By the end of last year, I felt strung out by Instagram. Maybe you’ve felt it too. You sit down to read a book and before you’ve gotten through a few pages, you feel the irrepressible urge to check if anyone else liked the Reel you posted last night. Or you pick up your phone to answer a text and realize a half an hour later that you fell into an Instagram rabbit hole about some celebrity drama you don’t actually care about.
We know that Instagram and adjacent apps like TikTok are designed to be addictive, that the dopamine hits they inconsistently dole out are balm for our insecure, uncertain hearts. But I still feel ashamed and gross when I emerge from a too-long swim in their shallow waters. Time is the resource I value the most. Why do I give it away so easily?
I’m definitely not the first to say it, but Instagram feels especially icky these days. Instead of seeing posts from my friends or sharing my art and knowing it will actually reach my followers, I am mostly being served memes and ads recommended by the algorithm. So, probably, are you.
Yes, I laugh at the relatable memes and send them to my friends.

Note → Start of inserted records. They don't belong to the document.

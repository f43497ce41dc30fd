//! Synthetic raster band generators.
//!
//! Bands are row-major with the top row first, the layout
//! `MemoryRaster` expects.

/// Creates a test grid with predictable values.
///
/// Each cell value is calculated as: `col * 1000 + row`
///
/// This makes it easy to verify which window of a raster was read by
/// checking that grid[row][col] == col * 1000 + row.
///
/// # Example
///
/// ```
/// use test_utils::create_test_grid;
///
/// let grid = create_test_grid(10, 5);
/// assert_eq!(grid.len(), 50); // 10 * 5
/// assert_eq!(grid[0], 0.0);   // col=0, row=0 -> 0*1000 + 0
/// assert_eq!(grid[1], 1000.0); // col=1, row=0 -> 1*1000 + 0
/// assert_eq!(grid[10], 1.0);  // col=0, row=1 -> 0*1000 + 1
/// ```
pub fn create_test_grid(width: usize, height: usize) -> Vec<f64> {
    let mut data = Vec::with_capacity(width * height);
    for row in 0..height {
        for col in 0..width {
            data.push((col * 1000 + row) as f64);
        }
    }
    data
}

/// Every cell set to `value`.
pub fn create_constant_grid(width: usize, height: usize, value: f64) -> Vec<f64> {
    vec![value; width * height]
}

/// Cells numbered `0, 1, 2, ...` in row-major order.
///
/// ```
/// use test_utils::create_ramp_grid;
///
/// assert_eq!(create_ramp_grid(2, 2), vec![0.0, 1.0, 2.0, 3.0]);
/// ```
pub fn create_ramp_grid(width: usize, height: usize) -> Vec<f64> {
    (0..width * height).map(|i| i as f64).collect()
}

/// Copy of `data` with every `stride`-th cell replaced by `no_data`.
///
/// Useful for checking that declared no-data values are skipped.
pub fn with_no_data(data: &[f64], stride: usize, no_data: f64) -> Vec<f64> {
    data.iter()
        .enumerate()
        .map(|(i, &v)| if stride > 0 && i % stride == 0 { no_data } else { v })
        .collect()
}

/// Packs physical values into raw samples for `physical = raw * scale + offset`.
pub fn pack(values: &[f64], scale: f64, offset: f64) -> Vec<f64> {
    values.iter().map(|v| (v - offset) / scale).collect()
}

#[cfg(test)]
mod tests {
    use super::*;

    #[test]
    fn test_create_test_grid() {
        let grid = create_test_grid(3, 2);
        assert_eq!(grid, vec![0.0, 1000.0, 2000.0, 1.0, 1001.0, 2001.0]);
    }

    #[test]
    fn test_constant_grid() {
        assert_eq!(create_constant_grid(2, 3, 5.0), vec![5.0; 6]);
    }

    #[test]
    fn test_with_no_data() {
        let grid = with_no_data(&[1.0, 2.0, 3.0, 4.0], 2, -9999.0);
        assert_eq!(grid, vec![-9999.0, 2.0, -9999.0, 4.0]);
        assert_eq!(with_no_data(&[1.0], 0, -1.0), vec![1.0]);
    }

    #[test]
    fn test_pack_inverts_scaling() {
        let raw = pack(&[10.0, 12.0], 0.5, 10.0);
        assert_eq!(raw, vec![0.0, 4.0]);
    }
}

Yes, I hesitate for half a second on an ad for leggings that promise to make my butt look amazing (“for half the price of Lululemon!”) and then that half a second of hesitation leads to the algorithm pushing those leggings on me over and over until yes, dear reader, I buy a pair. (And yes, they do look good, but I really, REALLY don’t need another pair of leggings.) I am a fairly frugal, usually disciplined person who likes to think they don’t “fall for” targeted advertising, but I have tripped and fallen a time or two while mired in this current Instagram iteration.
I am particularly vulnerable during late-night dissociation scrolls, which have become all too familiar. All I want is to get ready for bed and go to sleep, but doing so feels insurmountable, so instead I sink into a sort of fugue state, sometimes for hours, scrolling past astrology memes, celebrity gossip, graphic images of war, and ads for Kelly Clarkson’s scammy weight loss gummies, not really seeing any of it.
So on a whim at the end of December, I deleted the Instagram app off my phone.
I knew my hiatus would need to be limited. I use Instagram for my art business (sharing upcoming events, classes, and new work) and my vintage business (announcing in-person pop-ups or cool vintage pieces I have for sale). But right after the holidays, when I am exhausted from reminding people about the weavings in my shop and sales are slow anyway, it seemed like the right time for a break.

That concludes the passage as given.